How do you describe the flavor of a wine? You may hear or use words like ‘honey’, ‘blackberry’, or ‘straw’. But have you ever stopped to ask why those particular words come to mind?
At a typical wine tasting, the host usually offers at least a brief description of the aromas and flavors in the glass. Yet how meaningful that information to you depends not only on whether you have prior exposure to similar chemical stimuli, but also on whether those descriptive terms make sense within your cultural framework. The world does not present itself in the same way to everyone.
This became especially clear during my first sensory evaluation of mead in the US, when my perceptual framework was dominated by an Asian cultural context.
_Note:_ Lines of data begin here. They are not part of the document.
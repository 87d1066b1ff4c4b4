//! Host-side stress run of the physical page allocator.
//!
//! ```text
//! pmm-sim [threads] [pages] [rounds]
//! ```
//!
//! Simulates `pages` frames of RAM behind a small "kernel image", then lets
//! `threads` workers allocate, share, and free frames for `rounds` iterations
//! each. Every worker stamps its frames and verifies the stamp before
//! releasing them, so a frame handed to two owners at once is caught. Set
//! `PMM_LOG=debug` or `PMM_LOG=trace` to watch individual operations.

mod logger;

use kernel_memory_addresses::PhysicalAddress;
use kernel_pmm::host::{ArenaError, HostArena};
use kernel_pmm::{
    AllocError, Frame, InitError, PageAllocator, PmmConfig, PmmStats, RefCount, ref_table_len_for,
};
use log::{info, warn};
use logger::StderrLogger;
use std::sync::Barrier;
use std::{env, process, thread};

/// Where the simulated RAM starts.
const RAM_BASE: u64 = 0x0010_0000;

/// Bytes the pretend kernel image occupies at the start of RAM.
const KERNEL_IMAGE_BYTES: u64 = 0x5A10;

#[derive(Debug, thiserror::Error)]
enum SimError {
    #[error("usage: pmm-sim [threads] [pages] [rounds] ({0})")]
    Usage(String),
    #[error(transparent)]
    Arena(#[from] ArenaError),
    #[error(transparent)]
    Init(#[from] InitError),
    #[error("frame {0} was modified while owned by worker {1}")]
    Clobbered(Frame, usize),
    #[error("accounting mismatch after run: {0:?}")]
    Leak(PmmStats),
}

#[derive(Debug, Copy, Clone)]
struct SimConfig {
    threads: usize,
    pages: u64,
    rounds: usize,
}

impl SimConfig {
    fn from_args(mut args: impl Iterator<Item = String>) -> Result<Self, SimError> {
        let mut next = |name: &str, default: u64| -> Result<u64, SimError> {
            match args.next() {
                None => Ok(default),
                Some(v) => v
                    .parse()
                    .map_err(|_| SimError::Usage(format!("invalid {name}: {v}"))),
            }
        };
        let threads = next("threads", 4)?;
        let pages = next("pages", 64)?;
        let rounds = next("rounds", 10_000)?;
        if threads == 0 || pages == 0 {
            return Err(SimError::Usage("threads and pages must be positive".into()));
        }
        Ok(Self {
            threads: usize::try_from(threads).map_err(|_| SimError::Usage("threads".into()))?,
            pages,
            rounds: usize::try_from(rounds).map_err(|_| SimError::Usage("rounds".into()))?,
        })
    }
}

fn main() {
    if let Err(e) = StderrLogger::from_env().init() {
        eprintln!("logger: {e}");
    }

    if let Err(e) = SimConfig::from_args(env::args().skip(1)).and_then(run) {
        eprintln!("pmm-sim: {e}");
        process::exit(1);
    }
}

fn run(config: SimConfig) -> Result<(), SimError> {
    let ram_bytes = KERNEL_IMAGE_BYTES.next_multiple_of(4096) + config.pages * 4096;
    let ram = HostArena::new(PhysicalAddress::new(RAM_BASE), ram_bytes)?;
    let pmm_config = PmmConfig::new(
        PhysicalAddress::new(RAM_BASE + KERNEL_IMAGE_BYTES),
        ram.top(),
    );
    let mut refs: Vec<RefCount> = vec![0; ref_table_len_for(ram.top().as_u64())];

    // SAFETY: the arena is exclusively ours and covers the managed range.
    let pmm = unsafe { PageAllocator::new(&ram, pmm_config, &mut refs) }?;
    info!("simulating {config:?}");

    let start = Barrier::new(config.threads);
    let results: Vec<Result<WorkerReport, SimError>> = thread::scope(|s| {
        let handles: Vec<_> = (0..config.threads)
            .map(|id| {
                let (pmm, start) = (&pmm, &start);
                s.spawn(move || {
                    start.wait();
                    worker(pmm, id, config.rounds)
                })
            })
            .collect();
        handles
            .into_iter()
            .map(|h| h.join().unwrap_or_else(|p| std::panic::resume_unwind(p)))
            .collect()
    });

    let mut total = WorkerReport::default();
    for report in results {
        total.merge(report?);
    }

    let stats = pmm.stats();
    if stats.allocated_pages != 0 || stats.free_pages != config.pages {
        return Err(SimError::Leak(stats));
    }

    info!(
        "done: {} allocations, {} shared frees, {} exhaustions; {} of {} pages free",
        total.allocs, total.shared_frees, total.exhausted, stats.free_pages, stats.managed_pages
    );
    Ok(())
}

#[derive(Debug, Default)]
struct WorkerReport {
    allocs: u64,
    shared_frees: u64,
    exhausted: u64,
}

impl WorkerReport {
    const fn merge(&mut self, other: Self) {
        self.allocs += other.allocs;
        self.shared_frees += other.shared_frees;
        self.exhausted += other.exhausted;
    }
}

/// Allocate a frame, stamp it, occasionally share it with a pretend second
/// mapping, verify the stamp, then drop every reference.
fn worker(
    pmm: &PageAllocator<'_, &HostArena>,
    id: usize,
    rounds: usize,
) -> Result<WorkerReport, SimError> {
    let mut report = WorkerReport::default();
    #[allow(clippy::cast_possible_truncation)]
    let stamp = (id as u8).wrapping_mul(37).wrapping_add(0x40);

    for round in 0..rounds {
        let page = match pmm.alloc_page() {
            Ok(page) => page,
            Err(AllocError::OutOfMemory) => {
                report.exhausted += 1;
                thread::yield_now();
                continue;
            }
        };
        report.allocs += 1;
        pmm.mapper().fill_page(page, stamp);

        let shared = round % 4 == 0;
        if shared {
            pmm.inc_ref(page);
        }

        thread::yield_now();
        if pmm.mapper().read_page(page).iter().any(|&b| b != stamp) {
            warn!("worker {id}: frame {page} clobbered");
            return Err(SimError::Clobbered(page, id));
        }

        if shared {
            pmm.free_page(page);
            report.shared_frees += 1;
            // still owned by the second mapping: contents must be intact
            if pmm.mapper().read_page(page).iter().any(|&b| b != stamp) {
                return Err(SimError::Clobbered(page, id));
            }
        }
        pmm.free_page(page);
    }
    Ok(report)
}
As one of the participants, we were asked to blind taste a range of mead samples and generate as many descriptive flavor terms as possible. Over the following few weeks, we were trained on a set of reference aromas derived from those descriptors in preparation for later sensory evaluations, during which we were asked to judge whether those aromas were present in the wine samples at what intensity. I found many of these references were difficult to use, partly because I had never consciously trained myself to describe flavor, but also because some of the categories did not feel culturally intuitive to me.
As a later bilingual, learning a new language often begins with an intuitive alignment of new concepts with existing ones, what we simply call ‘translation.’ Yet grasping the perspectives embedded in those concepts requires gradual immersion in richer contexts.
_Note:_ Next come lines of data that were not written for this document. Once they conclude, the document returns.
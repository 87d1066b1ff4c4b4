use core::fmt;
use core::hash::Hash;

/// Sealed trait pattern to restrict `PageSize` impls to our markers.
mod sealed {
    pub trait Sealed {}
}

/// Marker trait for page sizes the physical allocator understands.
pub trait PageSize:
    sealed::Sealed
    + Clone
    + Copy
    + Eq
    + PartialEq
    + Ord
    + PartialOrd
    + Hash
    + fmt::Display
    + fmt::Debug
{
    /// Page size in bytes (power of two).
    const SIZE: u64;
    /// log2(SIZE), i.e., number of low bits used for the in-page offset.
    const SHIFT: u32;
    /// Mask selecting the in-page offset bits.
    const MASK: u64 = Self::SIZE - 1;

    fn as_str() -> &'static str;
}

/// 4 KiB page (4096 bytes), the allocation granule of the frame allocator.
#[derive(Copy, Clone, Eq, PartialEq, Ord, PartialOrd, Hash)]
pub struct Size4K;
impl sealed::Sealed for Size4K {}
impl PageSize for Size4K {
    const SIZE: u64 = 4096;
    const SHIFT: u32 = 12;

    fn as_str() -> &'static str {
        "4K"
    }
}

impl fmt::Display for Size4K {
    fn fmt(&self, f: &mut fmt::Formatter) -> fmt::Result {
        f.write_str(Self::as_str())
    }
}

impl fmt::Debug for Size4K {
    fn fmt(&self, f: &mut fmt::Formatter) -> fmt::Result {
        fmt::Display::fmt(&self, f)
    }
}

const _: () = {
    assert!(Size4K::SIZE == 1 << Size4K::SHIFT);
    assert!(Size4K::SIZE.is_power_of_two());
};
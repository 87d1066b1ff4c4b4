//! # Kernel Boot Information

use kernel_memory_addresses::PhysicalAddress;

/// Physical memory facts the loader hands to the kernel.
/// Keep this `#[repr(C)]` and prefer fixed-size integers at the ABI boundary.
#[repr(C)]
#[derive(Copy, Clone, Debug, PartialEq, Eq)]
pub struct PhysMemoryInfo {
    /// First physical byte after the loaded kernel image (`end` in the linker script).
    pub kernel_end: u64,

    /// Exclusive upper bound of usable physical memory.
    pub phys_top: u64,
}

impl PhysMemoryInfo {
    /// Handoff for an image ending at `kernel_end`, using the configured
    /// [`PHYS_TOP`](crate::memory::PHYS_TOP).
    #[must_use]
    pub const fn with_default_top(kernel_end: u64) -> Self {
        Self {
            kernel_end,
            phys_top: crate::memory::PHYS_TOP,
        }
    }

    #[must_use]
    pub const fn kernel_end(&self) -> PhysicalAddress {
        PhysicalAddress::new(self.kernel_end)
    }

    #[must_use]
    pub const fn phys_top(&self) -> PhysicalAddress {
        PhysicalAddress::new(self.phys_top)
    }
}
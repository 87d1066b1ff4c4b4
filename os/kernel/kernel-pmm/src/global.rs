//! # Kernel-wide allocator slot
//!
//! Boot code constructs the allocator once and parks it here; everything else
//! borrows it as `&'static`. Holding it in a [`SyncOnceCell`] gives exactly one
//! well-defined owner and turns a second initialization into an error instead
//! of silently re-seeding the free list.

use crate::Frame;
use crate::config::PmmConfig;
use crate::error::{AllocError, InitError};
use crate::page_alloc::{PageAllocator, PmmStats};
use crate::ref_count::RefCount;
use kernel_memory_addresses::PhysicalAddress;
use kernel_sync::{OnceInitError, SyncOnceCell};

/// How the kernel reaches physical memory.
#[cfg(not(test))]
pub type SystemMapper = crate::phys_mapper::HhdmPhysMapper;

/// Under test there is no direct map; frames live in a leaked host arena.
#[cfg(test)]
pub type SystemMapper = &'static crate::host::HostArena;

pub type SystemPmm = PageAllocator<'static, SystemMapper>;

static PMM: SyncOnceCell<SystemPmm> = SyncOnceCell::new();

/// Construct the kernel's allocator. Call exactly once during boot.
///
/// # Errors
/// [`InitError::AlreadyInitialized`] on a second call, otherwise whatever
/// [`PageAllocator::new`] reports.
///
/// # Safety
/// Same contract as [`PageAllocator::new`].
pub unsafe fn init(
    mapper: SystemMapper,
    config: PmmConfig,
    ref_table: &'static mut [RefCount],
) -> Result<&'static SystemPmm, InitError> {
    PMM.try_init_with(|| unsafe { PageAllocator::new(mapper, config, ref_table) })
        .map_err(|e| match e {
            OnceInitError::AlreadyInitialized => InitError::AlreadyInitialized,
            OnceInitError::Init(e) => e,
        })
}

/// The kernel's allocator, if [`init`] has completed.
#[must_use]
pub fn try_pmm() -> Option<&'static SystemPmm> {
    PMM.get()
}

/// The kernel's allocator.
///
/// # Panics
/// If called before [`init`]; using the allocator before boot set it up is a
/// kernel bug.
#[must_use]
pub fn pmm() -> &'static SystemPmm {
    match PMM.get() {
        Some(pmm) => pmm,
        None => panic!("pmm: used before initialization"),
    }
}

/// See [`PageAllocator::alloc_page`].
///
/// # Errors
/// [`AllocError::OutOfMemory`].
pub fn alloc_page() -> Result<Frame, AllocError> {
    pmm().alloc_page()
}

/// See [`PageAllocator::free_page`].
pub fn free_page(addr: impl Into<PhysicalAddress>) {
    pmm().free_page(addr);
}

/// See [`PageAllocator::inc_ref`].
pub fn inc_ref(addr: impl Into<PhysicalAddress>) -> RefCount {
    pmm().inc_ref(addr)
}

/// See [`PageAllocator::dec_ref`].
pub fn dec_ref(addr: impl Into<PhysicalAddress>) -> RefCount {
    pmm().dec_ref(addr)
}

/// See [`PageAllocator::free_page_count`].
#[must_use]
pub fn free_page_count() -> usize {
    pmm().free_page_count()
}

/// See [`PageAllocator::stats`].
#[must_use]
pub fn stats() -> PmmStats {
    pmm().stats()
}
//! # Kernel synchronization primitives
//!
//! - [`SpinLock`]: a named test-and-test-and-set spinning lock for short,
//!   non-blocking critical sections such as allocator bookkeeping.
//! - [`SyncOnceCell`]: a write-once slot for kernel-lifetime singletons that
//!   are constructed during boot.

#![cfg_attr(not(any(test, doctest)), no_std)]
#![allow(unsafe_code)]

mod spin_lock;
mod sync_once_cell;

pub use spin_lock::{SpinLock, SpinLockGuard};
pub use sync_once_cell::{OnceInitError, SyncOnceCell};
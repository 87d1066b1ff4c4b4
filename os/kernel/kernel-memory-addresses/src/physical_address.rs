use crate::{PageSize, PhysicalPage};
use core::fmt;
use core::ops::{Add, AddAssign, Sub};

/// Physical memory address.
///
/// A thin wrapper around a raw `u64` that denotes a **physical** address.
/// Carrying the intent in the type keeps frame numbers, byte counts and
/// virtual pointers from being mixed up with physical locations.
///
/// ### Semantics
/// - [`PhysicalAddress::page`] aligns down to the containing page.
/// - [`PhysicalAddress::align_up`] rounds up to the next page boundary, which
///   is how the first managed frame after the kernel image is derived.
/// - [`PhysicalAddress::frame_index`] yields `address / S::SIZE`, the index
///   used by per-frame bookkeeping tables.
///
/// ### Examples
/// ```rust
/// # use kernel_memory_addresses::*;
/// let pa = PhysicalAddress::new(0x0010_2042);
/// assert!(!pa.is_aligned::<Size4K>());
/// assert_eq!(pa.align_up::<Size4K>(), Some(PhysicalAddress::new(0x0010_3000)));
/// assert_eq!(pa.frame_index::<Size4K>(), 0x102);
/// ```
#[repr(transparent)]
#[derive(Copy, Clone, Default, Eq, PartialEq, Ord, PartialOrd, Hash)]
pub struct PhysicalAddress(u64);

impl PhysicalAddress {
    #[inline]
    #[must_use]
    pub const fn zero() -> Self {
        Self::new(0)
    }

    #[inline]
    #[must_use]
    pub const fn new(v: u64) -> Self {
        Self(v)
    }

    #[inline]
    #[must_use]
    pub const fn as_u64(self) -> u64 {
        self.0
    }

    /// Whether the low `S::SHIFT` bits are clear.
    #[inline]
    #[must_use]
    pub const fn is_aligned<S: PageSize>(self) -> bool {
        self.0 & S::MASK == 0
    }

    /// Align down to the page boundary `S`.
    #[inline]
    #[must_use]
    pub const fn align_down<S: PageSize>(self) -> Self {
        Self(self.0 & !S::MASK)
    }

    /// Align up to the page boundary `S`; `None` if that would overflow.
    #[inline]
    #[must_use]
    pub const fn align_up<S: PageSize>(self) -> Option<Self> {
        match self.0.checked_add(S::MASK) {
            Some(v) => Some(Self(v & !S::MASK)),
            None => None,
        }
    }

    /// The page of size `S` containing this address.
    #[inline]
    #[must_use]
    pub const fn page<S: PageSize>(self) -> PhysicalPage<S> {
        PhysicalPage::containing(self)
    }

    /// Byte offset of this address within its page of size `S`.
    #[inline]
    #[must_use]
    pub const fn offset<S: PageSize>(self) -> u64 {
        self.0 & S::MASK
    }

    /// Frame number of the page containing this address.
    #[inline]
    #[must_use]
    pub const fn frame_index<S: PageSize>(self) -> u64 {
        self.0 >> S::SHIFT
    }

    #[inline]
    #[must_use]
    pub const fn checked_add(self, rhs: u64) -> Option<Self> {
        match self.0.checked_add(rhs) {
            Some(v) => Some(Self(v)),
            None => None,
        }
    }
}

impl fmt::Debug for PhysicalAddress {
    fn fmt(&self, f: &mut fmt::Formatter<'_>) -> fmt::Result {
        write!(f, "PA(0x{:016X})", self.as_u64())
    }
}

impl fmt::Display for PhysicalAddress {
    fn fmt(&self, f: &mut fmt::Formatter<'_>) -> fmt::Result {
        write!(f, "0x{:016X}", self.as_u64())
    }
}

impl From<u64> for PhysicalAddress {
    #[inline]
    fn from(v: u64) -> Self {
        Self::new(v)
    }
}

impl<S> From<PhysicalPage<S>> for PhysicalAddress
where
    S: PageSize,
{
    fn from(value: PhysicalPage<S>) -> Self {
        value.base()
    }
}

impl Add<u64> for PhysicalAddress {
    type Output = Self;
    #[inline]
    fn add(self, rhs: u64) -> Self::Output {
        Self(self.0 + rhs)
    }
}

impl AddAssign<u64> for PhysicalAddress {
    #[inline]
    fn add_assign(&mut self, rhs: u64) {
        self.0 += rhs;
    }
}

/// Distance in bytes between two addresses.
impl Sub for PhysicalAddress {
    type Output = u64;
    #[inline]
    fn sub(self, rhs: Self) -> Self::Output {
        self.0 - rhs.0
    }
}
“Herbal” notes, as presented here, were among the more difficult ones for me. First, the aroma aligned with my prior experience of traditional Chinese medicine, which carried unpleasant associations of sickness and bitterness. As that prior experience had already framed the aroma negatively, I found myself resistant to reframing “herbal” here as the light, fresh, and culinary connotation it often carries even in other cultural contexts.
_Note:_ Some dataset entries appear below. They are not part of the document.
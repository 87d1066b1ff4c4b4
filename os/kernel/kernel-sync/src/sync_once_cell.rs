use core::{
    cell::UnsafeCell,
    hint::spin_loop,
    mem::MaybeUninit,
    sync::atomic::{AtomicU8, Ordering},
};

/// 0 = UNINIT, 1 = INITING, 2 = READY
const UNINIT: u8 = 0;
const INITING: u8 = 1;
const READY: u8 = 2;

/// A write-once cell that can be shared between execution contexts.
///
/// Used as the single ownership slot for boot-time singletons: the value is
/// written exactly once and borrowed for the rest of the kernel's lifetime.
pub struct SyncOnceCell<T> {
    state: AtomicU8,
    value: UnsafeCell<MaybeUninit<T>>,
}

/// Failure of [`SyncOnceCell::try_init_with`].
#[derive(Debug, Copy, Clone, PartialEq, Eq, thiserror::Error)]
pub enum OnceInitError<E> {
    /// Another caller already initialized (or is initializing) the cell.
    #[error("cell is already initialized")]
    AlreadyInitialized,
    /// The initializer itself failed; the cell stays empty.
    #[error("initializer failed: {0}")]
    Init(E),
}

impl<T> Default for SyncOnceCell<T> {
    fn default() -> Self {
        Self::new()
    }
}

impl<T> SyncOnceCell<T> {
    #[must_use]
    pub const fn new() -> Self {
        Self {
            state: AtomicU8::new(UNINIT),
            value: UnsafeCell::new(MaybeUninit::uninit()),
        }
    }

    /// Returns `Some(&T)` if already initialized.
    #[inline]
    pub fn get(&self) -> Option<&T> {
        if self.state.load(Ordering::Acquire) == READY {
            // SAFETY: READY guarantees the write is done
            Some(unsafe { &*(*self.value.get()).as_ptr() })
        } else {
            None
        }
    }

    /// Initialize at most once and return `&T`.
    pub fn get_or_init(&self, init: impl FnOnce() -> T) -> &T {
        loop {
            match self
                .state
                .compare_exchange(UNINIT, INITING, Ordering::Acquire, Ordering::Acquire)
            {
                // We are the initializer
                Ok(_) => {
                    let claim = Claim(&self.state);
                    let v = init();
                    claim.keep();
                    return unsafe { self.publish(v) };
                }
                // SAFETY: READY
                Err(READY) => return unsafe { &*(*self.value.get()).as_ptr() },
                // Someone else is initializing; a failed or panicking init drops back to UNINIT
                Err(_) => spin_loop(),
            }
        }
    }

    /// Run a fallible initializer, but only if nobody has claimed the cell.
    ///
    /// Unlike [`get_or_init`](Self::get_or_init), a second caller does not
    /// receive the existing value: it gets [`OnceInitError::AlreadyInitialized`]
    /// and its initializer never runs. If `init` fails or panics the cell is
    /// released again and may be initialized later.
    ///
    /// # Errors
    /// See [`OnceInitError`].
    pub fn try_init_with<E>(
        &self,
        init: impl FnOnce() -> Result<T, E>,
    ) -> Result<&T, OnceInitError<E>> {
        if self
            .state
            .compare_exchange(UNINIT, INITING, Ordering::Acquire, Ordering::Relaxed)
            .is_err()
        {
            return Err(OnceInitError::AlreadyInitialized);
        }

        // Dropping the claim (error or unwind) releases the cell.
        let claim = Claim(&self.state);
        match init() {
            Ok(v) => {
                claim.keep();
                Ok(unsafe { self.publish(v) })
            }
            Err(e) => Err(OnceInitError::Init(e)),
        }
    }

    /// # Safety
    /// The caller must have moved the state from `UNINIT` to `INITING`.
    unsafe fn publish(&self, v: T) -> &T {
        unsafe {
            (*self.value.get()).write(v);
        }
        // Publish value before marking READY
        self.state.store(READY, Ordering::Release);
        // SAFETY: just wrote it
        unsafe { &*(*self.value.get()).as_ptr() }
    }
}

/// Holds the `INITING` state; resets it to `UNINIT` unless kept.
struct Claim<'a>(&'a AtomicU8);

impl Claim<'_> {
    fn keep(self) {
        core::mem::forget(self);
    }
}

impl Drop for Claim<'_> {
    fn drop(&mut self) {
        self.0.store(UNINIT, Ordering::Release);
    }
}

impl<T> Drop for SyncOnceCell<T> {
    fn drop(&mut self) {
        if *self.state.get_mut() == READY {
            // SAFETY: READY and we have exclusive access
            unsafe { self.value.get_mut().assume_init_drop() }
        }
    }
}

// Safety: shared after READY; initialization is single-writer.
unsafe impl<T: Sync + Send> Sync for SyncOnceCell<T> {}
unsafe impl<T: Send> Send for SyncOnceCell<T> {}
A similar difficulty arose with stone fruit descriptors. Having grown up in a tropical environment, quite different from the Mediterranean climate of California, I was less familiar with fruits such as plums and apricots; my primary reference was dried stone fruit rather than the fresh ones presented here.
For me, the session was not simply an evaluation; it was a perceptual calibration to a new framework for perceiving and interpreting flavor.